[Stored data entries]

=== Section Start ===

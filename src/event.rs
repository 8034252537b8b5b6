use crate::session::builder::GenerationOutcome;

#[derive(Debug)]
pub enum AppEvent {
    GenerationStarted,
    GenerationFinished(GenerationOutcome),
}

=== Section End ===

• _The task_:
Set down each entry again, exactly as written.

• _Solution for this task_:
filename src/event.rs
repository 8034252537b8b5b6
use crate::session::builder::GenerationOutcome;

#[derive(Debug)]
pub enum AppEvent {
    GenerationStarted,
    GenerationFinished(GenerationOutcome),
}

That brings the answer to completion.